The covariates included in the models were chosen based on the literature and statistical advice (12). There is evidence that age and sex are associated with systemic inflammation (23, 24), proprioception (25) and muscle strength (26). Radiographic Osteoarthritis has been shown to be associated with ESR and muscle strength (27, 28); however, statistical analysis revealed it did not change the regression coefficients by more than 10% for any of the paths, therefore, it has not been included in the multivariable regression analysis. Evidence showing that pain is associated with ESR, proprioception or muscle strength is conflicting (18, 29, 30) or lacking (31, 32). Because of a potentially causal link between pain, obesity and inflammatory markers (5, 33), we refrained from adjusting the analyses for pain and BMI, as this might result in overcorrection of the model. Nevertheless, chosen predictors explained a relatively small portion of the variance in the outcomes; thus, there are other factors contributing to the associations that require further investigation.

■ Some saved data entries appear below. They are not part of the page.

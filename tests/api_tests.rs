
use actix_web::{
    http::{header, StatusCode},
    middleware::NormalizePath,
    test, web, App,
};
use resume_manager::{
    auth::password::hash_password, middlewares::auth::AuthMiddleware, routes::configure_routes, AppState,
};
use serde_json::{json, Value};
use sqlx::postgres::PgPoolOptions;
use test_utils::test_config;

const ADMIN_PASSWORD: &str = "correct-horse-battery";

/// Builds the application over a pool that never connects; every request in
/// this file is answered before a query would run.
fn app_state() -> web::Data<AppState> {
    let config = test_config(hash_password(ADMIN_PASSWORD).unwrap());
    let pool = PgPoolOptions::new()
        .connect_lazy(&config.database_url)
        .expect("lazy pool");
    web::Data::new(AppState::new(&config, pool))
}

macro_rules! spawn_app {
    () => {
        test::init_service(
            App::new()
                .app_data(app_state())
                .wrap(AuthMiddleware)
                .wrap(NormalizePath::trim())
                .configure(configure_routes),
        )
        .await
    };
}

macro_rules! login {
    ($app:expr) => {{
        let req = test::TestRequest::post()
            .uri("/api/v1/auth/login")
            .set_json(json!({ "username": "admin", "password": ADMIN_PASSWORD }))
            .to_request();
        let body: Value = test::call_and_read_body_json($app, req).await;
        body["access_token"].as_str().unwrap().to_string()
    }};
}

#[actix_rt::test]
async fn home_describes_the_api() {
    let app = spawn_app!();

    let req = test::TestRequest::get().uri("/").to_request();
    let body: Value = test::call_and_read_body_json(&app, req).await;

    assert_eq!(body["api"], "/api/v1");
}

#[actix_rt::test]
async fn writes_without_token_are_rejected() {
    let app = spawn_app!();

    let req = test::TestRequest::post()
        .uri("/api/v1/persons")
        .set_json(json!({ "name": "Sara" }))
        .to_request();
    let resp = test::call_service(&app, req).await;
    assert_eq!(resp.status(), StatusCode::UNAUTHORIZED);

    let req = test::TestRequest::delete()
        .uri("/api/v1/resumes/2b0a6c0e-6b1b-4c8e-9a57-1f3f5f8d2b11")
        .insert_header((header::AUTHORIZATION, "Bearer not.a.jwt"))
        .to_request();
    let resp = test::call_service(&app, req).await;
    assert_eq!(resp.status(), StatusCode::UNAUTHORIZED);

    let body: Value = test::read_body_json(resp).await;
    assert!(body["error"].is_string());
}

#[actix_rt::test]
async fn login_rejects_wrong_password() {
    let app = spawn_app!();

    let req = test::TestRequest::post()
        .uri("/api/v1/auth/login")
        .set_json(json!({ "username": "admin", "password": "nope-nope-nope" }))
        .to_request();
    let resp = test::call_service(&app, req).await;

    assert_eq!(resp.status(), StatusCode::UNAUTHORIZED);
}

#[actix_rt::test]
async fn me_requires_and_echoes_the_admin_token() {
    let app = spawn_app!();

    let req = test::TestRequest::get().uri("/api/v1/auth/me").to_request();
    let resp = test::call_service(&app, req).await;
    assert_eq!(resp.status(), StatusCode::UNAUTHORIZED);

    let token = login!(&app);
    let req = test::TestRequest::get()
        .uri("/api/v1/auth/me")
        .insert_header((header::AUTHORIZATION, format!("Bearer {token}")))
        .to_request();
    let body: Value = test::call_and_read_body_json(&app, req).await;

    assert_eq!(body["username"], "admin");
    assert_eq!(body["admin"], true);
}

#[actix_rt::test]
async fn invalid_bodies_get_json_errors() {
    let app = spawn_app!();
    let token = login!(&app);
    let bearer = format!("Bearer {token}");

    let req = test::TestRequest::post()
        .uri("/api/v1/persons")
        .insert_header((header::AUTHORIZATION, bearer.clone()))
        .insert_header(header::ContentType::json())
        .set_payload("{ not json")
        .to_request();
    let resp = test::call_service(&app, req).await;
    assert_eq!(resp.status(), StatusCode::BAD_REQUEST);
    let body: Value = test::read_body_json(resp).await;
    assert!(body["error"].as_str().unwrap().starts_with("JSON payload error"));

    let req = test::TestRequest::post()
        .uri("/api/v1/persons")
        .insert_header((header::AUTHORIZATION, bearer))
        .set_json(json!({ "name": "", "email": "broken", "phone": "0912" }))
        .to_request();
    let resp = test::call_service(&app, req).await;
    assert_eq!(resp.status(), StatusCode::BAD_REQUEST);
    let body: Value = test::read_body_json(resp).await;
    assert_eq!(body["error"], "Validation failed");

    let fields: Vec<&str> = body["details"]
        .as_array()
        .unwrap()
        .iter()
        .filter_map(|d| d["field"].as_str())
        .collect();
    assert!(fields.contains(&"name"));
    assert!(fields.contains(&"email"));
}

#[actix_rt::test]
async fn malformed_ids_are_bad_requests() {
    let app = spawn_app!();

    let req = test::TestRequest::get().uri("/api/v1/resumes/not-a-uuid/").to_request();
    let resp = test::call_service(&app, req).await;

    assert_eq!(resp.status(), StatusCode::BAD_REQUEST);
}

#[actix_rt::test]
async fn unknown_sections_and_paths_are_not_found() {
    let app = spawn_app!();

    let req = test::TestRequest::get()
        .uri("/api/v1/resumes/2b0a6c0e-6b1b-4c8e-9a57-1f3f5f8d2b11/projects")
        .to_request();
    assert_eq!(test::call_service(&app, req).await.status(), StatusCode::NOT_FOUND);

    let req = test::TestRequest::get().uri("/api/v2/resumes").to_request();
    assert_eq!(test::call_service(&app, req).await.status(), StatusCode::NOT_FOUND);
}
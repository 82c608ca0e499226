use serde::{Deserialize, Deserializer, Serialize, Serializer};
use validator::ValidateLength;

/// Tri-state field for PATCH requests.
///
/// - `Unchanged` → key absent from the body
/// - `SetToNull` → key present with `null`
/// - `SetToValue` → key present with a value
///
/// Structs using it must carry `#[serde(default)]` so absent keys become `Unchanged`.
#[derive(Debug, Clone, PartialEq, Default)]
pub enum OptionField<T> {
    #[default]
    Unchanged,
    SetToNull,
    SetToValue(T),
}

impl<'de, T> Deserialize<'de> for OptionField<T>
where
    T: Deserialize<'de>,
{
    fn deserialize<D>(deserializer: D) -> Result<Self, D::Error>
    where
        D: Deserializer<'de>,
    {
        Ok(match Option::<T>::deserialize(deserializer)? {
            Some(value) => OptionField::SetToValue(value),
            None => OptionField::SetToNull,
        })
    }
}

impl<T: Serialize> Serialize for OptionField<T> {
    fn serialize<S>(&self, serializer: S) -> Result<S::Ok, S::Error>
    where
        S: Serializer,
    {
        match self {
            OptionField::SetToValue(value) => serializer.serialize_some(value),
            _ => serializer.serialize_none(),
        }
    }
}

// ---------------------- Validation support ----------------------

impl<T> ValidateLength<u64> for OptionField<T>
where
    T: ValidateLength<u64>,
{
    fn length(&self) -> Option<u64> {
        match self {
            OptionField::SetToValue(value) => value.length(),
            _ => None,
        }
    }

    fn validate_length(&self, min: Option<u64>, max: Option<u64>, equal: Option<u64>) -> bool {
        match self {
            OptionField::SetToValue(value) => value.validate_length(min, max, equal),
            _ => true,
        }
    }
}

// ---------------------- Core helpers ----------------------

impl<T> OptionField<T> {
    /// True when `Unchanged`.
    pub fn is_unchanged(&self) -> bool {
        matches!(self, Self::Unchanged)
    }

    /// True when `SetToNull`.
    pub fn is_set_to_null(&self) -> bool {
        matches!(self, Self::SetToNull)
    }

    /// If `SetToValue`, returns a reference to inner value.
    pub fn value_ref(&self) -> Option<&T> {
        if let Self::SetToValue(v) = self {
            Some(v)
        } else {
            None
        }
    }

    /// Transform inner value if `SetToValue`
    pub fn map_value<U, F: FnOnce(T) -> U>(self, f: F) -> OptionField<U> {
        match self {
            Self::Unchanged => OptionField::Unchanged,
            Self::SetToNull => OptionField::SetToNull,
            Self::SetToValue(v) => OptionField::SetToValue(f(v)),
        }
    }

    /// Applies the patch to an optional column value.
    pub fn apply_to(&self, current: &mut Option<T>)
    where
        T: Clone,
    {
        match self {
            Self::Unchanged => {}
            Self::SetToNull => *current = None,
            Self::SetToValue(v) => *current = Some(v.clone()),
        }
    }

    /// Applies the patch to a required column value. `SetToNull` leaves it untouched,
    /// so requests must reject it during validation.
    pub fn apply_required(&self, current: &mut T)
    where
        T: Clone,
    {
        if let Self::SetToValue(v) = self {
            *current = v.clone();
        }
    }

    /// Applies the patch to a non-null column with an empty default; `SetToNull` resets it.
    pub fn apply_or_clear(&self, current: &mut T)
    where
        T: Clone + Default,
    {
        match self {
            Self::Unchanged => {}
            Self::SetToNull => *current = T::default(),
            Self::SetToValue(v) => *current = v.clone(),
        }
    }
}

impl<T> From<Option<Option<T>>> for OptionField<T> {
    fn from(opt: Option<Option<T>>) -> Self {
        match opt {
            None => OptionField::Unchanged,
            Some(None) => OptionField::SetToNull,
            Some(Some(v)) => OptionField::SetToValue(v),
        }
    }
}

pub type PatchString = OptionField<String>;

#[cfg(test)]
mod tests {
    use super::*;

    #[derive(Debug, Deserialize, Default)]
    #[serde(default)]
    struct Patch {
        title: PatchString,
        salary: OptionField<i64>,
        notes: PatchString,
    }

    #[test]
    fn deserializes_absent_null_and_value() {
        let patch: Patch = serde_json::from_str(r#"{"title": "Backend", "salary": null}"#).unwrap();

        assert_eq!(patch.title, OptionField::SetToValue("Backend".to_string()));
        assert!(patch.salary.is_set_to_null());
        assert!(patch.notes.is_unchanged());
    }

    #[test]
    fn apply_respects_tri_state() {
        let mut salary = Some(10);
        OptionField::<i64>::Unchanged.apply_to(&mut salary);
        assert_eq!(salary, Some(10));
        OptionField::SetToNull.apply_to(&mut salary);
        assert_eq!(salary, None);
        OptionField::SetToValue(25).apply_to(&mut salary);
        assert_eq!(salary, Some(25));

        let mut title = "old".to_string();
        PatchString::SetToNull.apply_required(&mut title);
        assert_eq!(title, "old");
        PatchString::SetToValue("new".into()).apply_required(&mut title);
        assert_eq!(title, "new");

        let mut notes = "call back".to_string();
        PatchString::Unchanged.apply_or_clear(&mut notes);
        assert_eq!(notes, "call back");
        PatchString::SetToNull.apply_or_clear(&mut notes);
        assert_eq!(notes, "");
    }

    #[test]
    fn length_validation_only_checks_values() {
        let unchanged = PatchString::Unchanged;
        assert!(unchanged.validate_length(Some(1), Some(3), None));

        let too_long = PatchString::SetToValue("abcd".into());
        assert!(!too_long.validate_length(Some(1), Some(3), None));
    }
}
use async_trait::async_trait;
use uuid::Uuid;

use crate::{
    entities::job_source::{JobSource, JobSourceInsert},
    errors::{is_unique_violation, violated_constraint, AppError},
    repositories::sqlx_repo::SqlxJobSourceRepo,
};

const JOB_SOURCE_COLUMNS: &str = "id, name, slug, website_url, description, is_active, created_at";

#[async_trait]
pub trait JobSourceRepository: Send + Sync {
    async fn create_job_source(&self, source: &JobSourceInsert) -> Result<JobSource, AppError>;

    async fn get_job_source_by_id(&self, id: &Uuid) -> Result<JobSource, AppError>;

    /// Lists job sources by name
    async fn list_job_sources(&self, active_only: bool) -> Result<Vec<JobSource>, AppError>;

    async fn update_job_source(&self, source: &JobSource) -> Result<JobSource, AppError>;

    /// Deletes a job source; résumés referencing it keep existing without a source
    async fn delete_job_source(&self, id: &Uuid) -> Result<(), AppError>;
}

impl SqlxJobSourceRepo {
    pub fn new(pool: sqlx::PgPool) -> Self {
        SqlxJobSourceRepo { pool }
    }
}

#[async_trait]
impl JobSourceRepository for SqlxJobSourceRepo {
    async fn create_job_source(&self, source: &JobSourceInsert) -> Result<JobSource, AppError> {
        sqlx::query_as::<_, JobSource>(&format!(
            r#"
            INSERT INTO job_sources (name, slug, website_url, description, is_active)
            VALUES ($1, $2, $3, $4, $5)
            RETURNING {JOB_SOURCE_COLUMNS}
            "#
        ))
        .bind(&source.name)
        .bind(&source.slug)
        .bind(&source.website_url)
        .bind(&source.description)
        .bind(source.is_active)
        .fetch_one(&self.pool)
        .await
        .map_err(duplicate_error)
    }

    async fn get_job_source_by_id(&self, id: &Uuid) -> Result<JobSource, AppError> {
        sqlx::query_as::<_, JobSource>(&format!("SELECT {JOB_SOURCE_COLUMNS} FROM job_sources WHERE id = $1"))
            .bind(id)
            .fetch_optional(&self.pool)
            .await?
            .ok_or_else(|| AppError::NotFound("Job source not found".into()))
    }

    async fn list_job_sources(&self, active_only: bool) -> Result<Vec<JobSource>, AppError> {
        let sources = sqlx::query_as::<_, JobSource>(&format!(
            "SELECT {JOB_SOURCE_COLUMNS} FROM job_sources WHERE is_active OR NOT $1 ORDER BY name"
        ))
        .bind(active_only)
        .fetch_all(&self.pool)
        .await?;

        Ok(sources)
    }

    async fn update_job_source(&self, source: &JobSource) -> Result<JobSource, AppError> {
        sqlx::query_as::<_, JobSource>(&format!(
            r#"
            UPDATE job_sources SET
                name = $1, slug = $2, website_url = $3, description = $4, is_active = $5
            WHERE id = $6
            RETURNING {JOB_SOURCE_COLUMNS}
            "#
        ))
        .bind(&source.name)
        .bind(&source.slug)
        .bind(&source.website_url)
        .bind(&source.description)
        .bind(source.is_active)
        .bind(source.id)
        .fetch_optional(&self.pool)
        .await
        .map_err(duplicate_error)?
        .ok_or_else(|| AppError::NotFound("Job source not found".into()))
    }

    async fn delete_job_source(&self, id: &Uuid) -> Result<(), AppError> {
        let result = sqlx::query("DELETE FROM job_sources WHERE id = $1")
            .bind(id)
            .execute(&self.pool)
            .await?;

        if result.rows_affected() == 0 {
            return Err(AppError::NotFound("Job source not found".into()));
        }
        Ok(())
    }
}

fn duplicate_error(err: sqlx::Error) -> AppError {
    if is_unique_violation(&err) {
        let message = match violated_constraint(&err) {
            Some("job_sources_slug_key") => "Slug already exists",
            _ => "Job source name already exists",
        };
        return AppError::Conflict(message.into());
    }
    AppError::from(err)
}
pub mod composer;
pub mod document;
pub mod entities;
pub mod localization;
pub mod ordering;
pub mod relevance;
pub mod use_cases;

This study has some strengths and limitations. An important strength was the large sample of patients (n = 689) with established knee OA, recruited in a clinical setting. Several limitations should also be mentioned. First, proprioceptive accuracy was derived from articular and peri-articular mechanoreceptors, but proprioception can also be derived from muscle spindles. To reflect proprioception derived from muscle spindles, future studies should also include measurements of sense of active joint position. Secondly, ESR is an indirect measure of inflammation and is affected by a multitude of factors (34). Thirdly, lack of information on local inflammatory characteristics is a limitation, as neither knee joint effusion nor synovitis was assessed. Finally, a cross-sectional design was used; however, to better understand the mechanisms underpinning muscle weakness, longitudinal studies are needed with a focus on the assessment of systemic and local inflammation and active and passive measurements of proprioception.
In conclusion, this study is the first to provide evidence to suggest that systemic inflammation is associated with poor proprioception in patients with knee OA. Moreover, systemic low-grade inflammation is also associated with muscle weakness. Finally, the results indicate that poor proprioception may be a pathway by which systemic inflammation is associated with muscle weakness in knee OA. Longitudinal studies are needed to explore in more depth the mechanisms underpinning muscle weakness in patients with knee OA.
The research leading to these results received funding from the [European Union] [European Atomic Energy Community] Seventh Framework Programme ([FP7/2007-2013] [FP7/2007-2011]) under grant agreement number [607510]. KNEEMO did not contribute to the design, interpretation of data, drafting or final approval of the manuscript.
The authors declare no conflicts of interest.